Instantanéité, médiatisation, nouveaux mouvements et réseaux sociaux, importance de l’opinion publique : ces quatre caractéristiques des sociétés contemporaines semblent nous mener vers une nouvelle relation représentants-représentés où les gouvernements seraient sans cesse bousculés par les citoyens là où ils avaient pour habitude de l’être auparavant lors d’événements bien précis qui faisaient la vie démocratique : élections, référendums, manifestations, grèves etc. Aujourd’hui, le moindre évènement ayant lieu quelque part dans le Monde peut mener à un réajustement de la politique gouvernementale d’un État, directement ou indirectement concerné par celui-ci, afin de ne pas froisser quelques « représentés ».
 
Avant de nous perdre, venons-en au vif du sujet, toujours le même sur le FOB : le monde militaire.
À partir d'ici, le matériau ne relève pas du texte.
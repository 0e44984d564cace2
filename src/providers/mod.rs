//! # Logging providers for the logvisor runtime.
//!
//! This module provides the [`Provider`] trait, the [`ProviderRegistry`] that owns
//! registered providers, and the pieces every provider shares.
//!
//! ## Architecture
//! ```text
//! DispatchLoop ── per cycle ──► ProviderRegistry snapshot
//!                                   │
//!                         ┌─────────┼─────────┐
//!                         ▼         ▼         ▼
//!                     console    logfile    custom ...
//!                         │         │         │
//!                    FaultLog   FaultLog   FaultLog   (hook failures, per provider)
//! ```
//!
//! ## Implementing custom providers
//! ```no_run
//! use async_trait::async_trait;
//! use logvisor::{HookError, Level, LogEntry, Provider};
//!
//! struct WarningsOnly;
//!
//! #[async_trait]
//! impl Provider for WarningsOnly {
//!     fn name(&self) -> &str { "warnings" }
//!
//!     async fn on_message(&self, entry: &LogEntry) -> Result<(), HookError> {
//!         eprintln!("WARN {}", entry.message);
//!         Ok(())
//!     }
//!
//!     fn message_applies(&self, entry: &LogEntry) -> bool {
//!         entry.level == Level::Warning
//!     }
//! }
//! ```

mod faults;
mod filter;
mod provider;
mod registry;

#[cfg(feature = "embedded")]
mod embedded;

pub use faults::{FaultLog, Hook, ProviderFault};
pub use filter::ProviderFilter;
pub use provider::Provider;
pub use registry::{ProviderRegistry, ProviderSlot, ProviderStatus};

#[cfg(feature = "embedded")]
pub use embedded::{LogFileProvider, TracingProvider};
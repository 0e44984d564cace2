//! # Logging: the runtime context tying queues, providers and the dispatch loop together.
//!
//! [`Logging`] owns the [`ProviderRegistry`], the [`MessageQueues`], the settings
//! store and the [`LoggingState`] cell, and hosts the [`DispatchLoop`] in a
//! [`RunspaceHost`]. Several independent instances can coexist in one process.
//!
//! ## High-level architecture
//! ```text
//! producers (any thread)
//!   enqueue_log_entry / enqueue_error_record ──► MessageQueues
//!
//! setup / admin code
//!   register_provider / enable / disable ──────► ProviderRegistry
//!
//! start()
//!   RunspaceHost.start(runspace_name, |token| DispatchLoop::run(token))
//!                                   │
//!                                   ▼
//!        cycle: begin → start → drain(entries) → drain(errors) → end → pause
//!
//! stop()
//!   RunspaceHost.stop(): token.cancel() ──► final flush ──► on_final ──► Stopped
//! ```
//!
//! ## Example
//! ```rust
//! use std::sync::Arc;
//! use logvisor::{Config, Level, Logging, LoggingState, TracingProvider};
//!
//! #[tokio::main(flavor = "current_thread")]
//! async fn main() -> Result<(), Box<dyn std::error::Error>> {
//!     let logging = Logging::builder(Config::default())
//!         .with_providers(vec![Arc::new(TracingProvider::new())])
//!         .build()?;
//!
//!     logging.start()?;
//!     logging.write(Level::Important, "Start-Maintenance", "maintenance window opened");
//!     logging.stop().await?;
//!
//!     assert_eq!(logging.state(), LoggingState::Stopped);
//!     Ok(())
//! }
//! ```

use std::sync::Arc;
use std::time::Duration;

use crate::{
    config::Config,
    core::{
        builder::LoggingBuilder,
        dispatch::DispatchLoop,
        host::{RunState, RunspaceHost},
        shutdown,
        state::{LoggingState, StateCell},
    },
    error::RuntimeError,
    providers::{Provider, ProviderFault, ProviderRegistry, ProviderStatus},
    queues::MessageQueues,
    records::{ErrorRecord, Level, LogEntry},
    settings::Settings,
};

/// Poll step of [`Logging::wait_for_drain`].
const DRAIN_POLL: Duration = Duration::from_millis(10);

/// The logging runtime context.
pub struct Logging {
    cfg: Config,
    registry: Arc<ProviderRegistry>,
    queues: Arc<MessageQueues>,
    settings: Arc<Settings>,
    state: StateCell,
    dispatcher: Arc<DispatchLoop>,
    host: Arc<RunspaceHost>,
}

impl Logging {
    /// Creates a builder for configuring the runtime.
    pub fn builder(cfg: Config) -> LoggingBuilder {
        LoggingBuilder::new(cfg)
    }

    pub(crate) fn new_internal(
        cfg: Config,
        registry: Arc<ProviderRegistry>,
        queues: Arc<MessageQueues>,
        settings: Arc<Settings>,
        state: StateCell,
        dispatcher: Arc<DispatchLoop>,
        host: Arc<RunspaceHost>,
    ) -> Self {
        Self {
            cfg,
            registry,
            queues,
            settings,
            state,
            dispatcher,
            host,
        }
    }

    // ---------------------------
    // Producer API
    // ---------------------------

    /// Enqueues a log entry. Never blocks, never fails.
    pub fn enqueue_log_entry(&self, entry: LogEntry) {
        self.queues.enqueue_log_entry(entry);
    }

    /// Enqueues an error record. Never blocks, never fails.
    pub fn enqueue_error_record(&self, record: ErrorRecord) {
        self.queues.enqueue_error_record(record);
    }

    /// Shorthand: builds and enqueues a [`LogEntry`].
    pub fn write(&self, level: Level, origin: &str, message: impl Into<Arc<str>>) {
        self.enqueue_log_entry(LogEntry::new(level, origin, message));
    }

    // ---------------------------
    // Provider registration
    // ---------------------------

    /// Registers a provider (disabled until [`enable_provider`](Self::enable_provider)).
    pub fn register_provider(&self, provider: Arc<dyn Provider>) -> Result<(), RuntimeError> {
        self.registry.register(provider)
    }

    /// Enables a provider; it is initialized on the next cycle.
    pub fn enable_provider(&self, name: &str) -> Result<(), RuntimeError> {
        self.registry.enable(name)
    }

    /// Disables a provider.
    ///
    /// An already initialized provider keeps receiving records until shutdown;
    /// only pending initialization attempts stop.
    pub fn disable_provider(&self, name: &str) -> Result<(), RuntimeError> {
        self.registry.disable(name)
    }

    /// Status of every registered provider.
    pub fn provider_status(&self) -> Vec<ProviderStatus> {
        self.registry.status()
    }

    /// Recent hook faults of one provider.
    pub fn provider_faults(&self, name: &str) -> Result<Vec<ProviderFault>, RuntimeError> {
        self.registry.faults(name)
    }

    // ---------------------------
    // Lifecycle control
    // ---------------------------

    /// Starts the dispatch loop in the background.
    ///
    /// Fails with [`RuntimeError::AlreadyRunning`] while a previous run is still
    /// running or stopping. Must be called from within a tokio runtime.
    pub fn start(&self) -> Result<(), RuntimeError> {
        let dispatcher = Arc::clone(&self.dispatcher);
        self.host
            .start(&self.cfg.runspace_name, move |token| async move {
                dispatcher.run(token).await
            })
    }

    /// Requests shutdown and waits until the loop has flushed and stopped.
    ///
    /// Without a background loop, providers initialized by [`run_cycle`](Self::run_cycle)
    /// get the same final flush and `on_final`. A no-op when nothing is running and
    /// no provider is initialized.
    pub async fn stop(&self) -> Result<(), RuntimeError> {
        match self.runspace_state() {
            Some(RunState::Running | RunState::Stopping) => {
                self.host.stop(&self.cfg.runspace_name).await
            }
            _ => self.dispatcher.shutdown().await,
        }
    }

    /// Starts the loop, waits for an OS termination signal, then stops it.
    pub async fn run_until_signal(&self) -> Result<(), RuntimeError> {
        self.start()?;
        if let Err(e) = shutdown::wait_for_shutdown_signal().await {
            tracing::warn!(error = %e, "cannot listen for termination signals; stopping now");
        }
        self.stop().await
    }

    /// Runs exactly one dispatch cycle on the caller's task.
    ///
    /// Refused with [`RuntimeError::AlreadyRunning`] while the background loop runs
    /// or another cycle is in progress, so hooks never execute concurrently.
    /// Providers it initializes are finalized by [`stop`](Self::stop).
    pub async fn run_cycle(&self) -> Result<(), RuntimeError> {
        let busy = self.runspace_state().is_some_and(|s| s != RunState::Stopped);
        if busy || !self.dispatcher.try_run_cycle().await {
            return Err(RuntimeError::AlreadyRunning {
                name: self.cfg.runspace_name.clone(),
            });
        }
        Ok(())
    }

    /// Waits until both queues are empty and nothing is being written.
    ///
    /// Returns `false` if `timeout` elapsed first.
    pub async fn wait_for_drain(&self, timeout: Duration) -> bool {
        let drained = async {
            while !self.queues.is_empty() || self.state.get() == LoggingState::Writing {
                tokio::time::sleep(DRAIN_POLL).await;
            }
        };
        tokio::time::timeout(timeout, drained).await.is_ok()
    }

    // ---------------------------
    // Observation
    // ---------------------------

    /// Current phase of the dispatch loop.
    pub fn state(&self) -> LoggingState {
        self.state.get()
    }

    /// Cloneable reader of the dispatch phase, for status commands and providers.
    pub fn state_cell(&self) -> StateCell {
        self.state.clone()
    }

    /// Run state of the hosting runspace; `None` before the first start.
    pub fn runspace_state(&self) -> Option<RunState> {
        self.host.state(&self.cfg.runspace_name)
    }

    /// Fault the last run ended with, if it ended `Broken`.
    pub fn last_fault(&self) -> Option<RuntimeError> {
        self.host.outcome(&self.cfg.runspace_name)
    }

    /// The settings store read by the loop and providers.
    pub fn settings(&self) -> &Arc<Settings> {
        &self.settings
    }

    /// Number of queued log entries and error records.
    pub fn pending(&self) -> (usize, usize) {
        (self.queues.pending_entries(), self.queues.pending_errors())
    }

    /// Runtime configuration.
    pub fn config(&self) -> &Config {
        &self.cfg
    }
}
//! # Record filter shared by providers.
//!
//! [`ProviderFilter`] is the usual building block for
//! [`Provider::message_applies`](crate::Provider::message_applies): a level window
//! plus include/exclude lists for modules and tags. Empty include lists accept
//! everything; exclude lists always win. Name comparisons are case-insensitive.
//!
//! ```rust
//! use logvisor::{Level, LogEntry, ProviderFilter};
//!
//! let filter = ProviderFilter::new()
//!     .max_level(Level::Verbose)
//!     .exclude_tag("noise");
//!
//! assert!(filter.applies_to_entry(&LogEntry::new(Level::Important, "f", "m")));
//! assert!(!filter.applies_to_entry(&LogEntry::new(Level::Debug, "f", "m")));
//! ```

use std::sync::Arc;

use crate::records::{ErrorRecord, Level, LogEntry};

/// Level window plus module/tag include and exclude lists.
#[derive(Debug, Clone, Default)]
pub struct ProviderFilter {
    min_level: Option<u16>,
    max_level: Option<u16>,
    include_modules: Vec<String>,
    exclude_modules: Vec<String>,
    include_tags: Vec<String>,
    exclude_tags: Vec<String>,
}

impl ProviderFilter {
    /// Accept-all filter.
    pub fn new() -> Self {
        Self::default()
    }

    /// Rejects entries more important than `level` (lower number).
    pub fn min_level(mut self, level: Level) -> Self {
        self.min_level = Some(level.as_number());
        self
    }

    /// Rejects entries less important than `level` (higher number).
    pub fn max_level(mut self, level: Level) -> Self {
        self.max_level = Some(level.as_number());
        self
    }

    /// Accepts only records from these modules (repeatable).
    pub fn include_module(mut self, module: impl Into<String>) -> Self {
        self.include_modules.push(module.into());
        self
    }

    /// Rejects records from this module.
    pub fn exclude_module(mut self, module: impl Into<String>) -> Self {
        self.exclude_modules.push(module.into());
        self
    }

    /// Accepts only records carrying one of these tags (repeatable).
    pub fn include_tag(mut self, tag: impl Into<String>) -> Self {
        self.include_tags.push(tag.into());
        self
    }

    /// Rejects records carrying this tag.
    pub fn exclude_tag(mut self, tag: impl Into<String>) -> Self {
        self.exclude_tags.push(tag.into());
        self
    }

    /// Whether a log entry passes the filter.
    pub fn applies_to_entry(&self, entry: &LogEntry) -> bool {
        let n = entry.level.as_number();
        // Warnings sit outside the numeric ladder and are never cut by the level window.
        if entry.level != Level::Warning {
            if self.min_level.is_some_and(|min| n < min) {
                return false;
            }
            if self.max_level.is_some_and(|max| n > max) {
                return false;
            }
        }
        self.scope_applies(entry.module.as_ref(), &entry.tags)
    }

    /// Whether an error record passes the filter (level window does not apply).
    pub fn applies_to_error(&self, record: &ErrorRecord) -> bool {
        self.scope_applies(record.module.as_ref(), &record.tags)
    }

    fn scope_applies(&self, module: Option<&Arc<str>>, tags: &[Arc<str>]) -> bool {
        let module = module.map(|m| m.as_ref());

        if let Some(m) = module {
            if contains(&self.exclude_modules, m) {
                return false;
            }
        }
        if !self.include_modules.is_empty() && !module.is_some_and(|m| contains(&self.include_modules, m)) {
            return false;
        }
        if tags.iter().any(|t| contains(&self.exclude_tags, t)) {
            return false;
        }
        if !self.include_tags.is_empty() && !tags.iter().any(|t| contains(&self.include_tags, t)) {
            return false;
        }
        true
    }
}

fn contains(list: &[String], needle: &str) -> bool {
    list.iter().any(|s| s.eq_ignore_ascii_case(needle))
}
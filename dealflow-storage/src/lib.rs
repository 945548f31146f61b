//! Dealflow Storage - Record-Store Trait and In-Memory Implementation
//!
//! Defines the CRUD abstraction over the external record-storage
//! collaborator. The HTTP-backed implementation lives in dealflow-client;
//! `InMemoryStore` serves tests and offline use.

pub mod memory;
pub mod store;

pub use memory::InMemoryStore;
pub use store::RecordStore;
Dans notre domaine de réflexion, ce qui interpelle ce sont les « courbettes » de certains gouvernements devant les contestations de l’opinion publique quand il s’agit pourtant de questions plus ou moins stratégiques. Si en France, l’action des associations anti-militaristes n’a pas une prise suffisante sur l’opinion publique ou sur les (grands) partis politiques pour bousculer l’action des représentants, certains pays amis sont le théâtre de débats aux répercussions politiques certaines. Le voisin d’outre-Rhin est en pleine remise en question sur l’éthique des ventes d’armes, les associations concernées poussent depuis toujours pour ralentir au maximum les exportations allemandes d’armement, et leurs positions ont été portées à la plus haute sphère de décision, puisque le parti social démocrate (SPD) qui est l’un des deux leaders de la nouvelle coalition s’est engagé à faire cesser toute exportation d’armes vers la Turquie ou vers les nations actives sur le théâtre yéménite. Ces mêmes associations, aidées par leurs homologues italiennes et yéménites veulent assigner Rheinmetall (et l’État italien) en justice pour avoir participé à la mort de civils yéménites en vendant des systèmes offensifs à l’Arabie Saoudite par le biais de sa filiale italienne RWM. Ce mardi, alors que l’assemblée générale de Rheinmetall (qui ne fait pas que dans la défense) se réunissait, des activistes ont bloqué pendant plusieurs heures l’accès à l’arsenal de Rheinmetall en Basse-Lusace pour dénoncer le déploiement de chars Leopard par l’armée turque contre les groupes armés kurdes. La veille, 250 manifestants défilaient dans Berlin sous la devise « Rheinmetall raus! » (dehors en français).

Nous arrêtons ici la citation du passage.